-- DATA UNDER STUDY --
————————
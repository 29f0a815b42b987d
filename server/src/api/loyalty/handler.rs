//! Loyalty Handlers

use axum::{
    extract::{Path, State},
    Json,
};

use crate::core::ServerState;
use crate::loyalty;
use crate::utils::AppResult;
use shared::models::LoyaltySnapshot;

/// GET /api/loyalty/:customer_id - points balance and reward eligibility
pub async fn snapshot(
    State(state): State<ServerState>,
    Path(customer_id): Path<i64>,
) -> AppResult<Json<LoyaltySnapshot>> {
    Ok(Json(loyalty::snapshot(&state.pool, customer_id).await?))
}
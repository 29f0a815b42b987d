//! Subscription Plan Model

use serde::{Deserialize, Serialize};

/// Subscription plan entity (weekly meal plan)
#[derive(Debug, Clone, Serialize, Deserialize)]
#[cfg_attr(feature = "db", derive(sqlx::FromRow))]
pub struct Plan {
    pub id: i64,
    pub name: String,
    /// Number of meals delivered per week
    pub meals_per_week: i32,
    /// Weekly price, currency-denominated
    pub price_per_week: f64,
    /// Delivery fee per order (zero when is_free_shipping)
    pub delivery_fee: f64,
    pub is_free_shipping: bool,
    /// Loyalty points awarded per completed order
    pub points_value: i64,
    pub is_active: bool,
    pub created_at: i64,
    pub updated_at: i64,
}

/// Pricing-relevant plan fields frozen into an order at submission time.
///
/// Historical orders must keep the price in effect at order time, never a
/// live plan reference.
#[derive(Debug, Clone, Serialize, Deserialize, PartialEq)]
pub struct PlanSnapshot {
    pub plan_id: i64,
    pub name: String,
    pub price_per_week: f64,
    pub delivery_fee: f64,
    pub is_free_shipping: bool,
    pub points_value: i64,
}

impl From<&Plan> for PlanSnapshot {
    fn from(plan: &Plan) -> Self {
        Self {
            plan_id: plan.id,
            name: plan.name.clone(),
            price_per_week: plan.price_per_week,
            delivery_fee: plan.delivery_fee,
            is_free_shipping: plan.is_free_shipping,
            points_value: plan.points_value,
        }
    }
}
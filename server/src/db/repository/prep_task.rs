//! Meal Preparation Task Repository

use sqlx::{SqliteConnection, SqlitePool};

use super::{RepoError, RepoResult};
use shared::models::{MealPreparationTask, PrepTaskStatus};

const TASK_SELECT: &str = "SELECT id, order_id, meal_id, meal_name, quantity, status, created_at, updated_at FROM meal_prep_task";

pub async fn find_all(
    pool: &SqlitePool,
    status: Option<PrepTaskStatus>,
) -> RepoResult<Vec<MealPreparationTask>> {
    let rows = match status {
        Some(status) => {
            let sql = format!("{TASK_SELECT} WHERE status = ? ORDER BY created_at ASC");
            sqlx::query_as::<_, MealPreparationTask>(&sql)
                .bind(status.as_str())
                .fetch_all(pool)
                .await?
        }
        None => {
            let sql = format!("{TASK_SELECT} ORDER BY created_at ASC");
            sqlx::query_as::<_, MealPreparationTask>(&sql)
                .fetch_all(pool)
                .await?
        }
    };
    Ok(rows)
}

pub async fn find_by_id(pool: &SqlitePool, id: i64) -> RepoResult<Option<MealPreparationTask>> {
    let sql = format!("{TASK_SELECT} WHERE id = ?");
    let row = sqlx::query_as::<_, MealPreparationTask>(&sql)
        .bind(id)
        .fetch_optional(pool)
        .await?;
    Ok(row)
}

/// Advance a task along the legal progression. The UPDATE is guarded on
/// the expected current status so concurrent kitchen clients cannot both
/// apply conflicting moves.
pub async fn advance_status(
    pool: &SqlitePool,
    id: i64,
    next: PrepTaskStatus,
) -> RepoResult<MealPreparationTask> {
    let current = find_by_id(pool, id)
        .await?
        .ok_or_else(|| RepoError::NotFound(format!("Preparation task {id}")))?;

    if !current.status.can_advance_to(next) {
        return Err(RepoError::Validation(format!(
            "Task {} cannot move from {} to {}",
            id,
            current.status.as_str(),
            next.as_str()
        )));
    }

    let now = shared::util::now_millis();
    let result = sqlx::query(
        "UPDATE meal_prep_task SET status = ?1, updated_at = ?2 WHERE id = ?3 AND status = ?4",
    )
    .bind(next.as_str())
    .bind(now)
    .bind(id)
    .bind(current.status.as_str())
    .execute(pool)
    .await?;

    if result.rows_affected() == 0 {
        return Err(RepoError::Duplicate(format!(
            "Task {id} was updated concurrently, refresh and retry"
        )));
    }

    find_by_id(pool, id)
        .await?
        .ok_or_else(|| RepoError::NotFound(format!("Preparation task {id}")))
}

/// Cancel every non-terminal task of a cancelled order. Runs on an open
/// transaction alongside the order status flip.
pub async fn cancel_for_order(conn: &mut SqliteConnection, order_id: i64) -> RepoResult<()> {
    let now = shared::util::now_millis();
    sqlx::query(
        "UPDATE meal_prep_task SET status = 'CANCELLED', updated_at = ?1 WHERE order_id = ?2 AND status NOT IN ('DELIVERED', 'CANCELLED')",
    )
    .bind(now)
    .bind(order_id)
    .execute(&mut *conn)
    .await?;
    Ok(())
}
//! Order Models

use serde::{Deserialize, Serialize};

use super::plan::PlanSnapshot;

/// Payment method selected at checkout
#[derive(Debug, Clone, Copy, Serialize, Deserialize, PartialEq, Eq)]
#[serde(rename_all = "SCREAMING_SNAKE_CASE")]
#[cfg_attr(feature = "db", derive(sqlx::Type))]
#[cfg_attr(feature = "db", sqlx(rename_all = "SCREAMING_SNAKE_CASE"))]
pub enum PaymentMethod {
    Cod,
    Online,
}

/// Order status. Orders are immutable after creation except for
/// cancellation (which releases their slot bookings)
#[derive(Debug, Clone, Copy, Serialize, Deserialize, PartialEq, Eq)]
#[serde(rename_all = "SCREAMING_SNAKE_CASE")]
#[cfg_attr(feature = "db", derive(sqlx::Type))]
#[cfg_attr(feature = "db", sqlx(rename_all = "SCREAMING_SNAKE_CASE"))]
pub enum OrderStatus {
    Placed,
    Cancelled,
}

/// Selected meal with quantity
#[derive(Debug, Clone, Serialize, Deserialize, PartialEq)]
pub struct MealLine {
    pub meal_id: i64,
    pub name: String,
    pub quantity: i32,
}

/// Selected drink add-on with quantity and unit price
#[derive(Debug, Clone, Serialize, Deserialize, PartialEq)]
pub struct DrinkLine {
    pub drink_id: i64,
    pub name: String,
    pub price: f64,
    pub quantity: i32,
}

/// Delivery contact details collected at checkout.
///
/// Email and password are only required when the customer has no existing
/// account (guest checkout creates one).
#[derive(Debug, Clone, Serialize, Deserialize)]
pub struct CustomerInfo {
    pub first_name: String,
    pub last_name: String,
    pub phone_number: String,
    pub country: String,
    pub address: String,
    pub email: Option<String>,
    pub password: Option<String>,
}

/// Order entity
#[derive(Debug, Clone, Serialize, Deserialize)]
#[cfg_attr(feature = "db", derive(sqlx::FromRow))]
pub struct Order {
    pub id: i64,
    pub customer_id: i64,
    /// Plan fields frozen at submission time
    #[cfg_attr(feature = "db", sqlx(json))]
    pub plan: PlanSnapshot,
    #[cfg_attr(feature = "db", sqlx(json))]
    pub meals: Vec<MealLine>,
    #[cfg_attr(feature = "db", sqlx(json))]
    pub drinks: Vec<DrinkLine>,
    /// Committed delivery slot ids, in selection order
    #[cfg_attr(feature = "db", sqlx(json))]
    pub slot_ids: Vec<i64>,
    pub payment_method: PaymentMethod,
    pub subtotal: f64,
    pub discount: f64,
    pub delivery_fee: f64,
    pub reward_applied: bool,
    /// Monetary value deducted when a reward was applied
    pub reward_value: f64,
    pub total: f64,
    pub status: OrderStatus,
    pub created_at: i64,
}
————————
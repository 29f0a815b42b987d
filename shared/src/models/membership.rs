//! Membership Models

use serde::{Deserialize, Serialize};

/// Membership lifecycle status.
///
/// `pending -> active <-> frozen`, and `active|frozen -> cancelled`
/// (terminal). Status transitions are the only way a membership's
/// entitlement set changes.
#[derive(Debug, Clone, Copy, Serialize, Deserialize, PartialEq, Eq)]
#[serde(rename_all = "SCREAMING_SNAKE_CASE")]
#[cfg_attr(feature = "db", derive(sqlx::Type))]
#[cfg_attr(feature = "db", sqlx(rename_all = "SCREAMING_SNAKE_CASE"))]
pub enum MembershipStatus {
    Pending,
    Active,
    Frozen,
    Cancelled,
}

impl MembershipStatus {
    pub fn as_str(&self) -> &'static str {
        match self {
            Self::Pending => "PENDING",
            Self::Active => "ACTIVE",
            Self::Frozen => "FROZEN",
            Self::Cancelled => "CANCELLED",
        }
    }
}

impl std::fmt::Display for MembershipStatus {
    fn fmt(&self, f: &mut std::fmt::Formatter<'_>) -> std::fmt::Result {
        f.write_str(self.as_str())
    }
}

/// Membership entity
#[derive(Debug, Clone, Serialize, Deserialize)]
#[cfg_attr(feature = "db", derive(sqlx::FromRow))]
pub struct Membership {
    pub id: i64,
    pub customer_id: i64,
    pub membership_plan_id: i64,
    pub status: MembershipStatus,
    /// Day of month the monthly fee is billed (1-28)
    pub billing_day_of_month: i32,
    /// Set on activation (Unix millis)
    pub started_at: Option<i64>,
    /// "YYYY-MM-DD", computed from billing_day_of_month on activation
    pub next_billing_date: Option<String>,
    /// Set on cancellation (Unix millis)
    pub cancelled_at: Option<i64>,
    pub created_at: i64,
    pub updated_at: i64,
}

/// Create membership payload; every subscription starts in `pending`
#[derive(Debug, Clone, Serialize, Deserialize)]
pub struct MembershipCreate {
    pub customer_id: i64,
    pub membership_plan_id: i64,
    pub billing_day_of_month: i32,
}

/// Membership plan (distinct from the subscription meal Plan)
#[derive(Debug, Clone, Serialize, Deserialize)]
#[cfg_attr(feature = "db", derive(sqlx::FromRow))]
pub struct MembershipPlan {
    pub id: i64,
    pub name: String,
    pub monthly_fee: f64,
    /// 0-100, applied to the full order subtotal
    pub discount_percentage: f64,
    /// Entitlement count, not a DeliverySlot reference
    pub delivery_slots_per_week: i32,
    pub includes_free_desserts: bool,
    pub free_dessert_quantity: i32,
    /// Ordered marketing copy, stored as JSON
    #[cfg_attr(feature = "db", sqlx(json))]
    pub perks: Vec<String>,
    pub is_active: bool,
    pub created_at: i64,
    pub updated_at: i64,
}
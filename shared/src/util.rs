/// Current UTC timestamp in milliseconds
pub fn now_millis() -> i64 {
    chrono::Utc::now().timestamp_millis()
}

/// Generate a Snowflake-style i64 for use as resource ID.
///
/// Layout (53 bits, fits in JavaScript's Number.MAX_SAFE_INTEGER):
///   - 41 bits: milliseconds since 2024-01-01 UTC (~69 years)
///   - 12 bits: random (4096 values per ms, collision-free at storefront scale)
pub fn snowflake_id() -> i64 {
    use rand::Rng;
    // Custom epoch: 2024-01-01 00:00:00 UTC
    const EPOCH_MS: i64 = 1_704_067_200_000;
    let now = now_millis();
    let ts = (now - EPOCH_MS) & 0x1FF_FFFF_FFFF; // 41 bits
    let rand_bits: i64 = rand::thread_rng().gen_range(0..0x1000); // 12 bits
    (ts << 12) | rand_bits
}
————————
-- YOUR GOAL --
Copy every line from the material in which the word "fields" can be found.

-- FINAL ANSWER --
/// Pricing-relevant plan fields frozen into an order at submission time.
    /// Plan fields frozen at submission time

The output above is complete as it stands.